## WHAT IS REQUIRED
Where in the entries below does "local" appear? Copy every line that has it.

(Collected data entries)

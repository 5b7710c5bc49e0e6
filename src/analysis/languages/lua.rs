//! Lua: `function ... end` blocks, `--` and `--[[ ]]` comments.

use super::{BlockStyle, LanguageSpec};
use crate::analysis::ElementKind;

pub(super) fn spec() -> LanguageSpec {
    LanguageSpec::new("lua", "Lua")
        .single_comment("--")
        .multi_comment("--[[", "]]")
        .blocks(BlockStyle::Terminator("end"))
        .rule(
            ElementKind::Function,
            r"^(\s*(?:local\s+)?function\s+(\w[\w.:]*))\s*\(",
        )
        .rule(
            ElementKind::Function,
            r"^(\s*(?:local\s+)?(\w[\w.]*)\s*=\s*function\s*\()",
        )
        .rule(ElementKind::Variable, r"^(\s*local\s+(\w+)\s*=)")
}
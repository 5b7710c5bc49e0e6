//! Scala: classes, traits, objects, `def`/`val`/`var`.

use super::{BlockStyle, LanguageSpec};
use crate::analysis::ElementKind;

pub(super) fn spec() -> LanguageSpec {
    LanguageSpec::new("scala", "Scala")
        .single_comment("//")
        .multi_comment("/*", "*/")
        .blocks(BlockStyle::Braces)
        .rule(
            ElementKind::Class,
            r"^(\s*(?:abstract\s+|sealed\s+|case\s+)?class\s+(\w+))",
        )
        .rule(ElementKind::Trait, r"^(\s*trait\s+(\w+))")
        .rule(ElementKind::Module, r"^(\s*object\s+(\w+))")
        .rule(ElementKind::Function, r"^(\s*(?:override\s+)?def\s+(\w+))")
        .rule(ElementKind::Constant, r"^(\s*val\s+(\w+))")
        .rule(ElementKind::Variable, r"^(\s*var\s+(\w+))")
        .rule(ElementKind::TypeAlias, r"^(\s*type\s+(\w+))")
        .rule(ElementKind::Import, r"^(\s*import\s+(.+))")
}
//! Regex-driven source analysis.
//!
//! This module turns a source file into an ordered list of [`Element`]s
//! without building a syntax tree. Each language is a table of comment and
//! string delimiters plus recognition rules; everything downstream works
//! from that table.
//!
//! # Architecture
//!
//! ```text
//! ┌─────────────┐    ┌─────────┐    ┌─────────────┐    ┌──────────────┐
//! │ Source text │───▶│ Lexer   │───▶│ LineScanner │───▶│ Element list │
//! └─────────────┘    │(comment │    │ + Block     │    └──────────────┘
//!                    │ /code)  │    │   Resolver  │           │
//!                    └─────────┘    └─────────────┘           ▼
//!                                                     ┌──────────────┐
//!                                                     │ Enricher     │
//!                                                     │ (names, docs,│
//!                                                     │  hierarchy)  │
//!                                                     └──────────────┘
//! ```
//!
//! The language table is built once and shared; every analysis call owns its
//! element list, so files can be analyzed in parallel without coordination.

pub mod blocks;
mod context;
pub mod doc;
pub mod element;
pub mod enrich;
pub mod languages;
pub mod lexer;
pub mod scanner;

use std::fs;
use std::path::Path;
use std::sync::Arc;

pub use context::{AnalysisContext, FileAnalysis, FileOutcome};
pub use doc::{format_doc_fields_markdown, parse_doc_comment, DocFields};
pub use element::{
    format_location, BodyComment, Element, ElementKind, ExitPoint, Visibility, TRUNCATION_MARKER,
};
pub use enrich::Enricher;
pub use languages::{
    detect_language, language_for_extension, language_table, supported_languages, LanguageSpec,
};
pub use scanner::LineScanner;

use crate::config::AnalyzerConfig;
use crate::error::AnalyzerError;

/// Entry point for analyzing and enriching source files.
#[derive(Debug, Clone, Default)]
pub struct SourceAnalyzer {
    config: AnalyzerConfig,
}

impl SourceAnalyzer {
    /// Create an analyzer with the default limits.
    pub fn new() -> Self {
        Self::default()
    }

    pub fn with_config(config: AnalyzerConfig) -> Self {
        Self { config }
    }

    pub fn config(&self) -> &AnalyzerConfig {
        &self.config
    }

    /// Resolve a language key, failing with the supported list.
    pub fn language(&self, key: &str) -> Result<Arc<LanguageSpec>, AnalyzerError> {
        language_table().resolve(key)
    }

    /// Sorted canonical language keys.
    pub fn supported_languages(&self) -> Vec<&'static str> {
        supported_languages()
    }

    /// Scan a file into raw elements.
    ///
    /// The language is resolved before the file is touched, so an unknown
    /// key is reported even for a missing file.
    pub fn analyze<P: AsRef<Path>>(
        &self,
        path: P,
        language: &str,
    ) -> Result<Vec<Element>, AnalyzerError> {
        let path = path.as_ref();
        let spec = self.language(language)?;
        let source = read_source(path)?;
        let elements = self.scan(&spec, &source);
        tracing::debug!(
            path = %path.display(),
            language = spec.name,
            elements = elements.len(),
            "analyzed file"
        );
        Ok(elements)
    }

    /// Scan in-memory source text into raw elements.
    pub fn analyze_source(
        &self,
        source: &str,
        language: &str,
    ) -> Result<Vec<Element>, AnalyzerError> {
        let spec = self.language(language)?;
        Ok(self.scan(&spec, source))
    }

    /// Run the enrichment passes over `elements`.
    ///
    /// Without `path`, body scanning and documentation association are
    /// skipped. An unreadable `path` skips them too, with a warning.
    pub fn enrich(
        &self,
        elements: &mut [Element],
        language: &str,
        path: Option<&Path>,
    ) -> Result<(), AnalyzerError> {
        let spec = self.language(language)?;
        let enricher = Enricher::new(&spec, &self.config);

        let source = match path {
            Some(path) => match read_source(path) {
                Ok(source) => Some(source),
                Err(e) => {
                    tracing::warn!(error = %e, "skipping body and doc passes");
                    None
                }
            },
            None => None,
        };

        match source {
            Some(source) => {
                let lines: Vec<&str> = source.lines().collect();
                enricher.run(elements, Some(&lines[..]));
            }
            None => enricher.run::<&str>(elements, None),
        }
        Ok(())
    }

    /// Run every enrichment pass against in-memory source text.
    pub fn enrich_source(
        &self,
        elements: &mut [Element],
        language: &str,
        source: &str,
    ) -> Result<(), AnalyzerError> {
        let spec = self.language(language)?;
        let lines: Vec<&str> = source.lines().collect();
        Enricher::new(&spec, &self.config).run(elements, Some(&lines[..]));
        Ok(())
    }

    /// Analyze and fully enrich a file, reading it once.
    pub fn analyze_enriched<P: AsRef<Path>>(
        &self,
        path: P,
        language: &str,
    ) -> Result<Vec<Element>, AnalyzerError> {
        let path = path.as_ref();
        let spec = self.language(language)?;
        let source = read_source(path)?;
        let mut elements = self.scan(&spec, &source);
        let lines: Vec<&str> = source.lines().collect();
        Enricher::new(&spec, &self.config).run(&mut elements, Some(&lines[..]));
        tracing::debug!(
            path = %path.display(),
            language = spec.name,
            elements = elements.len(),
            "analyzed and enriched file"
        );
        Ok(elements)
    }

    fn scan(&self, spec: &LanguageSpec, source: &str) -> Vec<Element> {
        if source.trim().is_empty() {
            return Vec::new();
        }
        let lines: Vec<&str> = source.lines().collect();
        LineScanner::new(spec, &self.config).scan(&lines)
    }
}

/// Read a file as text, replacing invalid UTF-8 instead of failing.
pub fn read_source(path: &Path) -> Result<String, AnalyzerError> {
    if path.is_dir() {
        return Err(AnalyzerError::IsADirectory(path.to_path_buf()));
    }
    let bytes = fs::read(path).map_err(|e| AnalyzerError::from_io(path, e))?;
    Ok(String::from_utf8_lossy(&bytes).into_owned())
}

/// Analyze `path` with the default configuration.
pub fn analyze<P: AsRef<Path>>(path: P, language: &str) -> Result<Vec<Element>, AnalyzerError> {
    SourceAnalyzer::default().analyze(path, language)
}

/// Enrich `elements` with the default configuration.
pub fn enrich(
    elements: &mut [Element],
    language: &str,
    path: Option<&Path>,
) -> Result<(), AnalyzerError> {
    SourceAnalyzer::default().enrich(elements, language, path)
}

## EXERCISE SOLUTION
            r"^(\s*(?:local\s+)?function\s+(\w[\w.:]*))\s*\(",
            r"^(\s*(?:local\s+)?(\w[\w.]*)\s*=\s*function\s*\()",
        .rule(ElementKind::Variable, r"^(\s*local\s+(\w+)\s*=)")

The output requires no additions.